_WHAT YOU SHOULD DO:_ Output exactly those lines of the data that lie between the line containing "let hash = hash_key(&entry.key);" and the final line, both ends counted.

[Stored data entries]
//! The Map Engine
//!
//! [`BigMap`] is the public face of the store. It owns an array of
//! [`Segment`]s sharing one [`EntryAllocator`], routes every operation by the
//! hash of its key, and optionally drives a background purge sweeper.
//!
//! ## Routing
//!
//! ```text
//!                 hash_key(key) : u64
//!   ┌──────────── high bits ────────────┬──── low bits ────┐
//!   │          segment index            │   bucket index   │
//!   └───────────────────────────────────┴──────────────────┘
//! ```
//!
//! Segments are selected by the high bits of the hash and buckets inside a
//! segment by the low bits, so growing one segment's bucket array never
//! moves a key into another segment.
//!
//! ## Lifecycle
//!
//! 1. `open`: validate the configuration, map the page directory, re-index
//!    every live slot found on disk (or wipe the directory) and start the
//!    sweeper
//! 2. Operations: each runs under exactly one segment lock
//! 3. `close`: flush, unmap every page, stop the sweeper. Any later
//!    operation returns [`Error::Closed`]

use crate::config::{duration_to_ttl_ms, BigMapConfig};
use crate::error::{Error, Result};
use crate::page::MappedPageFactory;
use crate::storage::allocator::{AllocatorStats, EntryAllocator};
use crate::storage::expiry::PurgeSweeper;
use crate::storage::segment::{Segment, SegmentGuard};
use bytes::Bytes;
use parking_lot::Mutex;
use std::hash::{DefaultHasher, Hash, Hasher};
use std::sync::atomic::{AtomicBool, AtomicU64, Ordering};
use std::sync::Arc;
use std::time::Duration;
use tracing::{debug, info, warn};

/// Hashes a key the same way on every run, so recovered slots land in the
/// segment and bucket a fresh insert of the same key would use.
#[inline]
pub fn hash_key(key: &[u8]) -> u64 {
    let mut hasher = DefaultHasher::new();
    key.hash(&mut hasher);
    hasher.finish()
}

/// State shared between the map handle and the purge sweeper.
#[derive(Debug)]
pub(crate) struct MapCore {
    segments: Vec<Segment>,
    segment_shift: u32,
    segment_mask: usize,
    allocator: Arc<EntryAllocator>,
    closed: AtomicBool,

    /// Statistics: completed purge sweeps
    purge_count: AtomicU64,

    /// Statistics: entries evicted by purge sweeps
    purged_entries: AtomicU64,

    /// Statistics: total GET operations
    get_count: AtomicU64,

    /// Statistics: total PUT and REPLACE operations
    put_count: AtomicU64,

    /// Statistics: total REMOVE operations
    remove_count: AtomicU64,
}

impl MapCore {
    fn new(segments: Vec<Segment>, allocator: Arc<EntryAllocator>) -> Self {
        let count = segments.len();
        Self {
            segment_shift: 64 - count.trailing_zeros(),
            segment_mask: count - 1,
            segments,
            allocator,
            closed: AtomicBool::new(false),
            purge_count: AtomicU64::new(0),
            purged_entries: AtomicU64::new(0),
            get_count: AtomicU64::new(0),
            put_count: AtomicU64::new(0),
            remove_count: AtomicU64::new(0),
        }
    }

    #[inline]
    fn segment_for(&self, hash: u64) -> &Segment {
        let index = hash.checked_shr(self.segment_shift).unwrap_or(0) as usize & self.segment_mask;
        &self.segments[index]
    }

    pub(crate) fn is_closed(&self) -> bool {
        self.closed.load(Ordering::Acquire)
    }

    fn ensure_open(&self) -> Result<()> {
        if self.is_closed() {
            return Err(Error::Closed);
        }
        Ok(())
    }

    pub(crate) fn len(&self) -> usize {
        self.segments.iter().map(Segment::len).sum()
    }

    /// Locks every segment in index order. Holding the result excludes all
    /// single-key operations and purges.
    fn lock_all(&self) -> Vec<SegmentGuard<'_>> {
        self.segments.iter().map(Segment::lock).collect()
    }

    /// Sweeps every segment, one lock at a time.
    ///
    /// A failing segment is logged and skipped; the first error is returned
    /// after all segments have been visited.
    pub(crate) fn purge(&self) -> Result<usize> {
        self.ensure_open()?;

        let mut purged = 0;
        let mut first_error = None;
        for (index, segment) in self.segments.iter().enumerate() {
            if self.is_closed() {
                break;
            }
            match segment.purge() {
                Ok(n) => purged += n,
                Err(e) => {
                    warn!(segment = index, error = %e, "Failed to purge segment");
                    first_error.get_or_insert(e);
                }
            }
        }

        self.purge_count.fetch_add(1, Ordering::Relaxed);
        self.purged_entries
            .fetch_add(purged as u64, Ordering::Relaxed);

        match first_error {
            Some(e) => Err(e),
            None => Ok(purged),
        }
    }

    /// Re-indexes every live slot the allocator finds on disk.
    fn restore(&self) -> Result<usize> {
        let recovered = self.allocator.recover()?;
        for entry in &recovered {
            let hash = hash_key(&entry.key);
            self.segment_for(hash)
                .restore_in_use_map_entry(entry.index, hash);
        }
        Ok(recovered.len())
    }
}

_REPLY TO THE EXERCISE:_
            let hash = hash_key(&entry.key);
            self.segment_for(hash)
                .restore_in_use_map_entry(entry.index, hash);
        }
        Ok(recovered.len())
    }
}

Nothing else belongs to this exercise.